Now, with help from a $100,000 gift from the Alva Foundation, an interdisciplinary group in the Faculty of Medicine has embarked on a three-year strategy to identify genetic mutations that cause epilepsy.
With sophisticated sequencing technology in the Djavad Mowafaghian Centre for Brain Health and expertise in genetics and genome informatics, UBC researchers are analyzing portions of the genomes of children under age five with epilepsy of unknown cause. Genetic mutations identified can reveal biochemical abnormalities – and possible treatments.
“In genetic medicine, sometimes called precision medicine or personalized medicine, our goals are to promote rapid innovation and provide accurate, clinically meaningful results,” says Matthew Farrer, the Canada Excellence Research Chair in Neurogenetics and Translational Neuroscience at UBC and the Dr. Donald Rix BC Leadership Chair in Genetic Medicine. “We perform the genome sequencing within a week, so for some patients and families our approach is much faster and lower in heartache than the current standard of care.”
Successes emerged in the first months of testing. Of the 50 children whose genomes were sequenced by June, the cause of epilepsy was identified in 13, and the results pointed to changes in treatment for eight of them. In one child, a mutation put her at high risk of liver damage, and by changing the drug being used to treat her seizures, her doctor was able to spare that organ from harm.
“This project fit nicely with our criteria to fund research into risk factors in early childhood development,” says Graham Hallward, President of the Alva Foundation. “But research can be a journey into the unknown. So we are very pleased with the early patient results, and hope this genetic testing can become standard practice to treat all children with epilepsy.”
The UBC study will incorporate an economic analysis, which could convince health policy-makers of the need for more routine genetic sequencing of children with epilepsy, reducing the risk of potential long-term brain damage from seizures.

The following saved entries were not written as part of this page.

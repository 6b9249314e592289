//! Instrumented maze search.
//!
//! Three interchangeable frontier strategies drive a single search loop:
//!
//! - **BFS** ([`FifoOpen`]) — FIFO queue; the first expansion of the goal
//!   yields a shortest path by edge count.
//! - **DFS** ([`LifoOpen`]) — LIFO stack; contrast baseline, no optimality
//!   guarantee.
//! - **A\*** ([`BestFirstOpen`]) — min-priority queue on `f = g + h` with
//!   Manhattan `h`; optimal under unit-cost 4-directional movement.
//!
//! [`run`] executes the chosen strategy over a [`Maze`](mazetrace_core::Maze)
//! and records every discover/expand/update decision as an ordered event
//! stream inside the returned [`Trace`](mazetrace_core::Trace).

mod driver;
mod heuristic;
mod open;

pub use driver::run;
pub use heuristic::manhattan;
pub use open::{BestFirstOpen, FifoOpen, LifoOpen, OpenList};
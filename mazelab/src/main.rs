//! mazelab — generate mazes, run instrumented searches, and replay the
//! recorded traces in the console.

mod mazegen;
mod render;

use std::fs;
use std::io::{BufReader, BufWriter, Write};
use std::path::{Path, PathBuf};
use std::thread;
use std::time::Duration;

use clap::{Parser, Subcommand};

use mazetrace_core::{Algorithm, Maze, Position, codec};
use mazetrace_replay::Replay;

#[derive(Parser)]
#[command(name = "mazelab", about = "Maze search with recorded, replayable traces")]
struct Cli {
    #[command(subcommand)]
    command: Command,
}

#[derive(Subcommand)]
enum Command {
    /// Generate a random maze file.
    Gen {
        /// Number of rows.
        #[arg(long, default_value_t = 10)]
        rows: usize,
        /// Number of columns.
        #[arg(long, default_value_t = 20)]
        cols: usize,
        /// Percentage of wall cells (0-100).
        #[arg(long, default_value_t = 30)]
        wall_pct: u32,
        /// Output maze file.
        output: PathBuf,
    },
    /// Run a search over a maze file and persist its trace.
    Run {
        /// Maze file to search.
        maze: PathBuf,
        /// Search algorithm: BFS, DFS, or A*.
        #[arg(long, default_value = "BFS")]
        algorithm: Algorithm,
        /// Trace output file (defaults to history_<algorithm>.csv).
        #[arg(long)]
        output: Option<PathBuf>,
    },
    /// Replay a persisted trace in the console.
    View {
        /// Trace file to replay.
        trace: PathBuf,
        /// Milliseconds between playback steps.
        #[arg(long, default_value_t = 60)]
        interval_ms: u64,
        /// Seek to this step and render one frame instead of playing.
        #[arg(long)]
        steps: Option<usize>,
        /// Overlay the final path.
        #[arg(long)]
        show_path: bool,
    },
}

fn main() -> Result<(), Box<dyn std::error::Error>> {
    env_logger::Builder::from_env(env_logger::Env::default().default_filter_or("info")).init();

    match Cli::parse().command {
        Command::Gen {
            rows,
            cols,
            wall_pct,
            output,
        } => generate(rows, cols, wall_pct, &output),
        Command::Run {
            maze,
            algorithm,
            output,
        } => run_search(&maze, algorithm, output),
        Command::View {
            trace,
            interval_ms,
            steps,
            show_path,
        } => view(&trace, interval_ms, steps, show_path),
    }
}

fn generate(
    rows: usize,
    cols: usize,
    wall_pct: u32,
    output: &Path,
) -> Result<(), Box<dyn std::error::Error>> {
    if rows * cols < 2 {
        return Err("maze needs at least two cells".into());
    }
    if wall_pct > 100 {
        return Err("wall percentage must be between 0 and 100".into());
    }
    let text = mazegen::random_maze(&mut rand::rng(), rows, cols, wall_pct);
    fs::write(output, &text)?;
    println!(
        "Saved maze to {} ({rows}x{cols}, {wall_pct}% walls).",
        output.display()
    );
    Ok(())
}

/// File-name form of the algorithm (`A*` is not filesystem-friendly).
fn file_stem(algorithm: Algorithm) -> &'static str {
    match algorithm {
        Algorithm::Bfs => "BFS",
        Algorithm::Dfs => "DFS",
        Algorithm::AStar => "AStar",
    }
}

fn run_search(
    maze_file: &Path,
    algorithm: Algorithm,
    output: Option<PathBuf>,
) -> Result<(), Box<dyn std::error::Error>> {
    let text = fs::read_to_string(maze_file)?;
    let maze = Maze::parse(&text)?;
    log::info!(
        "searching {}x{} maze with {algorithm}",
        maze.rows(),
        maze.cols()
    );

    let trace = mazetrace_search::run(&maze, algorithm);

    let output = output
        .unwrap_or_else(|| PathBuf::from(format!("history_{}.csv", file_stem(algorithm))));
    let mut writer = BufWriter::new(fs::File::create(&output)?);
    codec::encode(&trace, &mut writer)?;
    writer.flush()?;

    println!();
    print!("{}", render::maze_with_path(&maze, &trace.path));
    println!();
    if trace.path.is_empty() {
        println!("No path found from A to B.");
        println!("Number of steps: 0");
    } else {
        println!("Number of steps: {}", trace.path.len() - 1);
    }
    println!("Number of steps explored: {}", trace.expanded_count());
    println!("Wrote replay file: {}", output.display());
    Ok(())
}

fn view(
    trace_file: &Path,
    interval_ms: u64,
    steps: Option<usize>,
    show_path: bool,
) -> Result<(), Box<dyn std::error::Error>> {
    let mut replay = Replay::load(BufReader::new(fs::File::open(trace_file)?))?;
    let total = replay.trace().events.len();
    let path = show_path.then(|| replay.trace().path.clone());

    if let Some(n) = steps {
        replay.seek(n);
        print_frame(&replay, path.as_deref(), total);
        return Ok(());
    }

    print_frame(&replay, path.as_deref(), total);
    let mut pending = replay.play(Duration::from_millis(interval_ms));
    while let Some(token) = pending {
        thread::sleep(token.delay());
        pending = replay.tick(token);
        print_frame(&replay, path.as_deref(), total);
    }
    Ok(())
}

fn print_frame(replay: &Replay, path: Option<&[Position]>, total: usize) {
    let overlay = replay.overlay();
    // Clear the terminal and home the cursor between frames.
    print!("\x1b[2J\x1b[H");
    print!(
        "{}",
        render::maze_with_overlay(&replay.trace().maze, &overlay, path)
    );
    println!(
        "{} | step {}/{total}",
        replay.trace().algorithm,
        overlay.step
    );
}
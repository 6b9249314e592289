//! Random maze generation.

use rand::{Rng, RngExt};

/// Generate the text form of a `rows` x `cols` maze where each cell is a
/// wall with probability `wall_pct / 100`, then place the start and goal on
/// two distinct non-wall cells.
///
/// If the random fill leaves fewer than two open cells, the corners are
/// carved open to hold the endpoints. The caller ensures `rows * cols >= 2`.
pub fn random_maze<R: Rng>(rng: &mut R, rows: usize, cols: usize, wall_pct: u32) -> String {
    let p = f64::from(wall_pct.min(100)) / 100.0;
    let mut cells: Vec<char> = (0..rows * cols)
        .map(|_| if rng.random::<f64>() < p { 'X' } else { '.' })
        .collect();

    let mut open: Vec<usize> = cells
        .iter()
        .enumerate()
        .filter(|&(_, &c)| c == '.')
        .map(|(i, _)| i)
        .collect();
    if open.len() < 2 {
        open = vec![0, rows * cols - 1];
    }
    let a = open.swap_remove(rng.random_range(0..open.len()));
    let b = open.swap_remove(rng.random_range(0..open.len()));
    cells[a] = 'A';
    cells[b] = 'B';

    let mut out = String::with_capacity(rows * (cols + 1));
    for r in 0..rows {
        out.extend(cells[r * cols..(r + 1) * cols].iter());
        out.push('\n');
    }
    out
}
impl Record<'_> {
    /// The raw field under `name`, or `None` if the column is missing from
    /// the header or the field is empty.
    fn get(&self, name: &str) -> Option<&str> {
        let idx = self.header.iter().position(|h| *h == name)?;
        let value = self.fields.get(idx)?.trim();
        if value.is_empty() { None } else { Some(value) }
    }

    /// Parse an optional field. Absence is `Ok(None)`; a malformed value
    /// rejects the record.
    fn parse<T: std::str::FromStr>(
        &self,
        name: &'static str,
    ) -> Result<Option<T>, FormatError> {
        match self.get(name) {
            None => Ok(None),
            Some(s) => s.parse().map(Some).map_err(|_| FormatError::BadField {
                line: self.line,
                field: name,
                value: s.to_string(),
            }),
        }
    }

    /// Parse a required field.
    fn require<T: std::str::FromStr>(&self, name: &'static str) -> Result<T, FormatError> {
        self.parse(name)?.ok_or(FormatError::MissingField {
            line: self.line,
            field: name,
        })
    }

    fn require_str(&self, name: &'static str) -> Result<&str, FormatError> {
        self.get(name).ok_or(FormatError::MissingField {
            line: self.line,
            field: name,
        })
    }
}

struct Meta {
    algorithm: Algorithm,
    rows: i32,
    cols: i32,
    start: Position,
    goal: Position,
}
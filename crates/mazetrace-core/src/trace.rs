//! Trace data model: the ordered event stream recorded by a search run.

use std::fmt;
use std::str::FromStr;

use crate::error::ParseAlgorithmError;
use crate::maze::Maze;
use crate::position::Position;

// ---------------------------------------------------------------------------
// Algorithm
// ---------------------------------------------------------------------------

/// Search strategy selector.
#[derive(Copy, Clone, Debug, PartialEq, Eq, Hash)]
#[cfg_attr(feature = "serde", derive(serde::Serialize, serde::Deserialize))]
pub enum Algorithm {
    Bfs,
    Dfs,
    AStar,
}

impl Algorithm {
    /// Wire name used in trace files.
    pub const fn name(self) -> &'static str {
        match self {
            Algorithm::Bfs => "BFS",
            Algorithm::Dfs => "DFS",
            Algorithm::AStar => "A*",
        }
    }
}

impl fmt::Display for Algorithm {
    fn fmt(&self, f: &mut fmt::Formatter<'_>) -> fmt::Result {
        f.write_str(self.name())
    }
}

impl FromStr for Algorithm {
    type Err = ParseAlgorithmError;

    fn from_str(s: &str) -> Result<Self, Self::Err> {
        match s.trim().to_ascii_uppercase().as_str() {
            "BFS" => Ok(Algorithm::Bfs),
            "DFS" => Ok(Algorithm::Dfs),
            "A*" | "ASTAR" | "A_STAR" => Ok(Algorithm::AStar),
            _ => Err(ParseAlgorithmError(s.to_string())),
        }
    }
}

// ---------------------------------------------------------------------------
// Event
// ---------------------------------------------------------------------------

/// What the search decided at one step.
///
/// Marked non-exhaustive so downstream folds carry a wildcard arm: kinds
/// added by future trace revisions must replay as no-ops.
#[derive(Copy, Clone, Debug, PartialEq, Eq, Hash)]
#[cfg_attr(feature = "serde", derive(serde::Serialize, serde::Deserialize))]
#[non_exhaustive]
pub enum EventKind {
    /// A position entered the frontier for the first time.
    Discover,
    /// A position was popped from the frontier and its neighbours generated.
    Expand,
    /// A cheaper route to an already-discovered frontier position (A* only).
    Update,
}

impl EventKind {
    /// Wire name used in trace files.
    pub const fn name(self) -> &'static str {
        match self {
            EventKind::Discover => "DISCOVER",
            EventKind::Expand => "EXPAND",
            EventKind::Update => "UPDATE",
        }
    }
}

impl fmt::Display for EventKind {
    fn fmt(&self, f: &mut fmt::Formatter<'_>) -> fmt::Result {
        f.write_str(self.name())
    }
}

/// One recorded decision.
///
/// `step` indices are strictly increasing and contiguous from 0 within a
/// trace. `g` and `f` are populated for A* only (except the initial start
/// discovery, which always carries `g = 0`). `frontier_size` is the open-set
/// size immediately after this event's own push or pop was applied.
#[derive(Clone, Debug, PartialEq, Eq)]
#[cfg_attr(feature = "serde", derive(serde::Serialize, serde::Deserialize))]
pub struct Event {
    pub step: u32,
    pub kind: EventKind,
    pub pos: Position,
    pub parent: Option<Position>,
    pub g: Option<i32>,
    pub f: Option<i32>,
    pub frontier_size: usize,
}

// ---------------------------------------------------------------------------
// Trace
// ---------------------------------------------------------------------------

/// The persisted record of one completed search run.
///
/// Built once by the driver, immutable afterwards. A trace is the only
/// channel between a search run and any later replay: replay never touches
/// the algorithm's live bookkeeping.
#[derive(Clone, Debug, PartialEq, Eq)]
#[cfg_attr(feature = "serde", derive(serde::Serialize, serde::Deserialize))]
pub struct Trace {
    pub algorithm: Algorithm,
    pub maze: Maze,
    /// Events in step order, append-only during search.
    pub events: Vec<Event>,
    /// Start-to-goal path, empty when the goal is unreachable.
    pub path: Vec<Position>,
}

impl Trace {
    /// Number of expansions performed — the "steps explored" figure, derived
    /// from the event stream rather than kept as ambient state.
    pub fn expanded_count(&self) -> usize {
        self.events
            .iter()
            .filter(|e| e.kind == EventKind::Expand)
            .count()
    }
}

#[cfg(test)]
mod tests {
    use super::*;

    #[test]
    fn algorithm_names_round_trip() {
        for alg in [Algorithm::Bfs, Algorithm::Dfs, Algorithm::AStar] {
            assert_eq!(alg.name().parse::<Algorithm>().unwrap(), alg);
        }
    }

    #[test]
    fn algorithm_accepts_spellings() {
        assert_eq!("bfs".parse::<Algorithm>().unwrap(), Algorithm::Bfs);
        assert_eq!("astar".parse::<Algorithm>().unwrap(), Algorithm::AStar);
        assert_eq!("A_STAR".parse::<Algorithm>().unwrap(), Algorithm::AStar);
        assert!("dijkstra".parse::<Algorithm>().is_err());
    }

    #[test]
    fn expanded_count_filters_events() {
        let maze = Maze::parse("AB\n").unwrap();
        let mk = |step, kind, pos| Event {
            step,
            kind,
            pos,
            parent: None,
            g: None,
            f: None,
            frontier_size: 0,
        };
        let trace = Trace {
            algorithm: Algorithm::Bfs,
            maze,
            events: vec![
                mk(0, EventKind::Discover, Position::new(0, 0)),
                mk(1, EventKind::Expand, Position::new(0, 0)),
                mk(2, EventKind::Discover, Position::new(0, 1)),
                mk(3, EventKind::Expand, Position::new(0, 1)),
            ],
            path: vec![Position::new(0, 0), Position::new(0, 1)],
        };
        assert_eq!(trace.expanded_count(), 2);
    }
}

#[cfg(all(test, feature = "serde"))]
mod serde_tests {
    use super::*;

    #[test]
    fn event_round_trip() {
        let event = Event {
            step: 4,
            kind: EventKind::Update,
            pos: Position::new(1, 2),
            parent: Some(Position::new(1, 1)),
            g: Some(3),
            f: Some(7),
            frontier_size: 2,
        };
        let json = serde_json::to_string(&event).unwrap();
        let back: Event = serde_json::from_str(&json).unwrap();
        assert_eq!(event, back);
    }
}
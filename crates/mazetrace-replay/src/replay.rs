//! The replay engine: a state machine over `{cursor, frontier, expanded}`.

use std::collections::HashSet;
use std::io::Read;
use std::time::Duration;

use mazetrace_core::codec;
use mazetrace_core::{EventKind, FormatError, Position, Trace};

// ---------------------------------------------------------------------------
// Tick
// ---------------------------------------------------------------------------

/// A scheduled playback tick.
///
/// Only the most recently issued token is live; [`Replay::pause`] and
/// [`Replay::reset`] invalidate any outstanding one, so a tick delivered
/// late can never mutate state it was not scheduled against.
#[derive(Debug, Clone, Copy, PartialEq, Eq)]
pub struct Tick {
    seq: u64,
    delay: Duration,
}

impl Tick {
    /// How long the driving loop should wait before delivering this tick.
    pub fn delay(&self) -> Duration {
        self.delay
    }
}

// ---------------------------------------------------------------------------
// Overlay
// ---------------------------------------------------------------------------

/// Borrowed view of the replay's derived state, for a rendering collaborator.
#[derive(Debug, Clone, Copy)]
pub struct Overlay<'a> {
    /// Discovered but not yet expanded positions.
    pub frontier: &'a HashSet<Position>,
    /// Positions expanded so far.
    pub expanded: &'a HashSet<Position>,
    /// Index of the next event to apply.
    pub step: usize,
}

// ---------------------------------------------------------------------------
// Replay
// ---------------------------------------------------------------------------

/// Replays a recorded search event by event.
///
/// All derived state is a pure fold over the trace's event sequence:
/// [`seek`](Replay::seek) always restarts from the beginning, so repeated
/// seeks cannot drift, and stepping manually or via [`play`](Replay::play)
/// ticks produces identical overlays.
pub struct Replay {
    trace: Trace,
    cursor: usize,
    frontier: HashSet<Position>,
    expanded: HashSet<Position>,
    playing: bool,
    tick_interval: Duration,
    tick_seq: u64,
}

impl Replay {
    /// Create a replay positioned before the first event.
    pub fn from_trace(trace: Trace) -> Self {
        Self {
            trace,
            cursor: 0,
            frontier: HashSet::new(),
            expanded: HashSet::new(),
            playing: false,
            tick_interval: Duration::ZERO,
            tick_seq: 0,
        }
    }

    /// Decode a persisted trace and wrap it in a replay.
    pub fn load<R: Read>(reader: R) -> Result<Self, FormatError> {
        Ok(Self::from_trace(codec::decode(reader)?))
    }

    /// The trace being replayed.
    pub fn trace(&self) -> &Trace {
        &self.trace
    }

    /// Index of the next event to apply.
    pub fn cursor(&self) -> usize {
        self.cursor
    }

    /// Whether every event has been applied.
    pub fn is_done(&self) -> bool {
        self.cursor == self.trace.events.len()
    }

    /// Whether a play loop is active.
    pub fn is_playing(&self) -> bool {
        self.playing
    }

    /// Borrowed view of the current overlays.
    pub fn overlay(&self) -> Overlay<'_> {
        Overlay {
            frontier: &self.frontier,
            expanded: &self.expanded,
            step: self.cursor,
        }
    }

    /// Apply the next event. A no-op at the end of the trace.
    pub fn step(&mut self) {
        let Some(event) = self.trace.events.get(self.cursor) else {
            return;
        };
        match event.kind {
            EventKind::Discover | EventKind::Update => {
                if !self.expanded.contains(&event.pos) {
                    self.frontier.insert(event.pos);
                }
            }
            EventKind::Expand => {
                self.frontier.remove(&event.pos);
                self.expanded.insert(event.pos);
            }
            // Kinds added by future trace revisions replay as no-ops.
            _ => {}
        }
        self.cursor += 1;
    }

    /// Rewind to the beginning, clearing all derived state. Any pending
    /// tick is cancelled first.
    pub fn reset(&mut self) {
        self.cancel_tick();
        self.cursor = 0;
        self.frontier.clear();
        self.expanded.clear();
    }

    /// Position the replay after the first `n` events, by resetting and
    /// re-applying them from the start.
    pub fn seek(&mut self, n: usize) {
        self.reset();
        for _ in 0..n {
            if self.is_done() {
                break;
            }
            self.step();
        }
    }

    /// Start playback, returning the first tick token. A no-op (returning
    /// `None`) when the replay is already at its end.
    ///
    /// Issuing a new token invalidates any previously outstanding one, so at
    /// most one scheduled tick is ever pending.
    pub fn play(&mut self, tick_interval: Duration) -> Option<Tick> {
        if self.is_done() {
            return None;
        }
        self.playing = true;
        self.tick_interval = tick_interval;
        self.tick_seq = self.tick_seq.wrapping_add(1);
        Some(Tick {
            seq: self.tick_seq,
            delay: tick_interval,
        })
    }

    /// Deliver a tick: apply one step and hand back the next token, or
    /// `None` when playback finished, was paused, or `tick` is stale.
    pub fn tick(&mut self, tick: Tick) -> Option<Tick> {
        if !self.playing || tick.seq != self.tick_seq {
            return None;
        }
        self.step();
        if self.is_done() {
            self.playing = false;
            return None;
        }
        self.tick_seq = self.tick_seq.wrapping_add(1);
        Some(Tick {
            seq: self.tick_seq,
            delay: self.tick_interval,
        })
    }

    /// Stop playback and cancel the pending tick, leaving the cursor where
    /// it is. `step`, `seek`, or `play` may resume from this point.
    pub fn pause(&mut self) {
        self.cancel_tick();
    }

    fn cancel_tick(&mut self) {
        self.playing = false;
        self.tick_seq = self.tick_seq.wrapping_add(1);
    }
}
//! The instrumented search driver.
//!
//! [`run`] executes one strategy to completion over an immutable
//! [`Maze`], emitting a causally ordered [`Event`] for every frontier
//! decision. The driver's own bookkeeping (parent links, g-scores) is
//! discarded when the run ends; its information survives only through the
//! events and the reconstructed path in the returned [`Trace`].

use std::collections::{HashMap, HashSet};

use mazetrace_core::{Algorithm, Event, EventKind, Maze, Position, Trace};

use crate::heuristic::manhattan;
use crate::open::{BestFirstOpen, FifoOpen, LifoOpen, OpenList};

// ---------------------------------------------------------------------------
// SearchRecord
// ---------------------------------------------------------------------------

/// Per-run bookkeeping: parent links and, for A*, best-known path costs.
struct SearchRecord {
    parent: HashMap<Position, Option<Position>>,
    g: HashMap<Position, i32>,
}

impl SearchRecord {
    fn new() -> Self {
        Self {
            parent: HashMap::new(),
            g: HashMap::new(),
        }
    }

    fn discovered(&self, pos: Position) -> bool {
        self.parent.contains_key(&pos)
    }

    /// Walk parent links backward from `goal`. Empty if the goal was never
    /// discovered or the chain does not reach `start`.
    fn reconstruct_path(&self, start: Position, goal: Position) -> Vec<Position> {
        if !self.parent.contains_key(&goal) {
            return Vec::new();
        }
        let mut path = vec![goal];
        let mut current = goal;
        while let Some(&Some(prev)) = self.parent.get(&current) {
            path.push(prev);
            current = prev;
        }
        path.reverse();
        if path.first() != Some(&start) {
            return Vec::new();
        }
        path
    }
}

// ---------------------------------------------------------------------------
// run
// ---------------------------------------------------------------------------

/// Run `algorithm` over `maze`, returning the full instrumented trace.
///
/// The maze is read-only throughout and the driver keeps no state across
/// calls, so concurrent runs over different mazes are independent. An
/// unreachable goal is not an error: the trace is still valid and its path
/// is empty.
pub fn run(maze: &Maze, algorithm: Algorithm) -> Trace {
    match algorithm {
        Algorithm::Bfs => run_with(maze, algorithm, FifoOpen::new()),
        Algorithm::Dfs => run_with(maze, algorithm, LifoOpen::new()),
        Algorithm::AStar => run_with(maze, algorithm, BestFirstOpen::new()),
    }
}

fn record(
    events: &mut Vec<Event>,
    kind: EventKind,
    pos: Position,
    parent: Option<Position>,
    g: Option<i32>,
    f: Option<i32>,
    frontier_size: usize,
) {
    events.push(Event {
        step: events.len() as u32,
        kind,
        pos,
        parent,
        g,
        f,
        frontier_size,
    });
}

fn run_with<O: OpenList>(maze: &Maze, algorithm: Algorithm, mut open: O) -> Trace {
    let start = maze.start();
    let goal = maze.goal();
    let costed = algorithm == Algorithm::AStar;

    let mut rec = SearchRecord::new();
    let mut expanded: HashSet<Position> = HashSet::new();
    let mut events: Vec<Event> = Vec::new();
    let mut nbuf: Vec<Position> = Vec::with_capacity(4);

    rec.parent.insert(start, None);
    let h0 = manhattan(start, goal);
    if costed {
        rec.g.insert(start, 0);
    }
    open.push(start, if costed { h0 } else { 0 });
    record(
        &mut events,
        EventKind::Discover,
        start,
        None,
        Some(0),
        costed.then_some(h0),
        open.len(),
    );

    while let Some((current, popped_f)) = open.pop() {
        if costed && expanded.contains(&current) {
            // Stale duplicate left behind by an Update; drop it silently.
            continue;
        }
        expanded.insert(current);

        record(
            &mut events,
            EventKind::Expand,
            current,
            rec.parent.get(&current).copied().flatten(),
            costed.then(|| rec.g[&current]),
            costed.then_some(popped_f),
            open.len(),
        );

        if current == goal {
            break;
        }

        nbuf.clear();
        maze.walkable_neighbors(current, &mut nbuf);
        for &next in &nbuf {
            if !costed {
                if rec.discovered(next) {
                    continue;
                }
                rec.parent.insert(next, Some(current));
                open.push(next, 0);
                record(
                    &mut events,
                    EventKind::Discover,
                    next,
                    Some(current),
                    None,
                    None,
                    open.len(),
                );
                continue;
            }

            let tentative = rec.g[&current] + 1;
            match rec.g.get(&next).copied() {
                None => {
                    rec.parent.insert(next, Some(current));
                    rec.g.insert(next, tentative);
                    let f = tentative + manhattan(next, goal);
                    open.push(next, f);
                    record(
                        &mut events,
                        EventKind::Discover,
                        next,
                        Some(current),
                        Some(tentative),
                        Some(f),
                        open.len(),
                    );
                }
                Some(best) if tentative < best => {
                    // A strictly cheaper route to a frontier position.
                    rec.parent.insert(next, Some(current));
                    rec.g.insert(next, tentative);
                    let f = tentative + manhattan(next, goal);
                    open.push(next, f);
                    record(
                        &mut events,
                        EventKind::Update,
                        next,
                        Some(current),
                        Some(tentative),
                        Some(f),
                        open.len(),
                    );
                }
                Some(_) => {}
            }
        }
    }

    let path = rec.reconstruct_path(start, goal);
    Trace {
        algorithm,
        maze: maze.clone(),
        events,
        path,
    }
}
//! Geometry primitive: [`Position`].

use std::fmt;

/// A grid coordinate as a (row, column) pair. Rows grow downward, columns
/// grow to the right.
#[derive(Copy, Clone, Debug, Default, PartialEq, Eq, Hash)]
#[cfg_attr(feature = "serde", derive(serde::Serialize, serde::Deserialize))]
pub struct Position {
    pub row: i32,
    pub col: i32,
}

impl Position {
    /// Create a new position.
    #[inline]
    pub const fn new(row: i32, col: i32) -> Self {
        Self { row, col }
    }

    /// The four cardinal neighbours, in the fixed probe order right, down,
    /// left, up. Event streams recorded during search depend on this order,
    /// so it is part of the trace format's determinism contract.
    #[inline]
    pub fn neighbors_4(self) -> [Position; 4] {
        [
            Self::new(self.row, self.col + 1),
            Self::new(self.row + 1, self.col),
            Self::new(self.row, self.col - 1),
            Self::new(self.row - 1, self.col),
        ]
    }
}

impl PartialOrd for Position {
    fn partial_cmp(&self, other: &Self) -> Option<std::cmp::Ordering> {
        Some(self.cmp(other))
    }
}

impl Ord for Position {
    fn cmp(&self, other: &Self) -> std::cmp::Ordering {
        self.row.cmp(&other.row).then(self.col.cmp(&other.col))
    }
}

impl fmt::Display for Position {
    fn fmt(&self, f: &mut fmt::Formatter<'_>) -> fmt::Result {
        write!(f, "({}, {})", self.row, self.col)
    }
}

#[cfg(test)]
mod tests {
    use super::*;

    #[test]
    fn neighbor_probe_order() {
        let p = Position::new(2, 3);
        assert_eq!(
            p.neighbors_4(),
            [
                Position::new(2, 4),
                Position::new(3, 3),
                Position::new(2, 2),
                Position::new(1, 3),
            ]
        );
    }

    #[test]
    fn ordering_is_row_major() {
        let mut ps = vec![
            Position::new(1, 0),
            Position::new(0, 5),
            Position::new(0, 1),
        ];
        ps.sort();
        assert_eq!(
            ps,
            vec![
                Position::new(0, 1),
                Position::new(0, 5),
                Position::new(1, 0),
            ]
        );
    }
}
//! Console rendering of mazes, paths, and replay overlays.

use std::collections::HashSet;

use mazetrace_core::{Cell, Maze, Position};
use mazetrace_replay::Overlay;

fn render(maze: &Maze, mut overlay: impl FnMut(Position, char) -> char) -> String {
    let mut out = String::with_capacity((maze.rows() * (maze.cols() + 1)) as usize);
    for r in 0..maze.rows() {
        for c in 0..maze.cols() {
            let pos = Position::new(r, c);
            let ch = maze.cell(pos).map_or('.', Cell::to_char);
            out.push(overlay(pos, ch));
        }
        out.push('\n');
    }
    out
}

/// Render the maze with the final path overlaid as `P`. Walls and the
/// endpoints stay visible.
pub fn maze_with_path(maze: &Maze, path: &[Position]) -> String {
    let on_path: HashSet<Position> = path.iter().copied().collect();
    render(maze, |pos, ch| {
        if ch == '.' && on_path.contains(&pos) {
            'P'
        } else {
            ch
        }
    })
}

/// Render the maze with replay overlays: path `P`, frontier `F`, expanded
/// `T`, in that precedence. Walls and the endpoints stay visible.
pub fn maze_with_overlay(
    maze: &Maze,
    overlay: &Overlay<'_>,
    path: Option<&[Position]>,
) -> String {
    let on_path: HashSet<Position> = path.unwrap_or(&[]).iter().copied().collect();
    render(maze, |pos, ch| {
        if ch != '.' {
            ch
        } else if on_path.contains(&pos) {
            'P'
        } else if overlay.frontier.contains(&pos) {
            'F'
        } else if overlay.expanded.contains(&pos) {
            'T'
        } else {
            '.'
        }
    })
}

“Seizures are bad for the developing brain,” says Mary Connolly, Head of the Division of Pediatric Neurology and Director of the Epilepsy Program at BC Children’s Hospital. “Some children outgrow them and bounce back, but others can develop autism and intellectual impairment. Genetic sequencing won’t help every child, but it is a remarkable tool that will help us quickly diagnose hundreds of children every year, stop the seizures, and let these kids be kids.”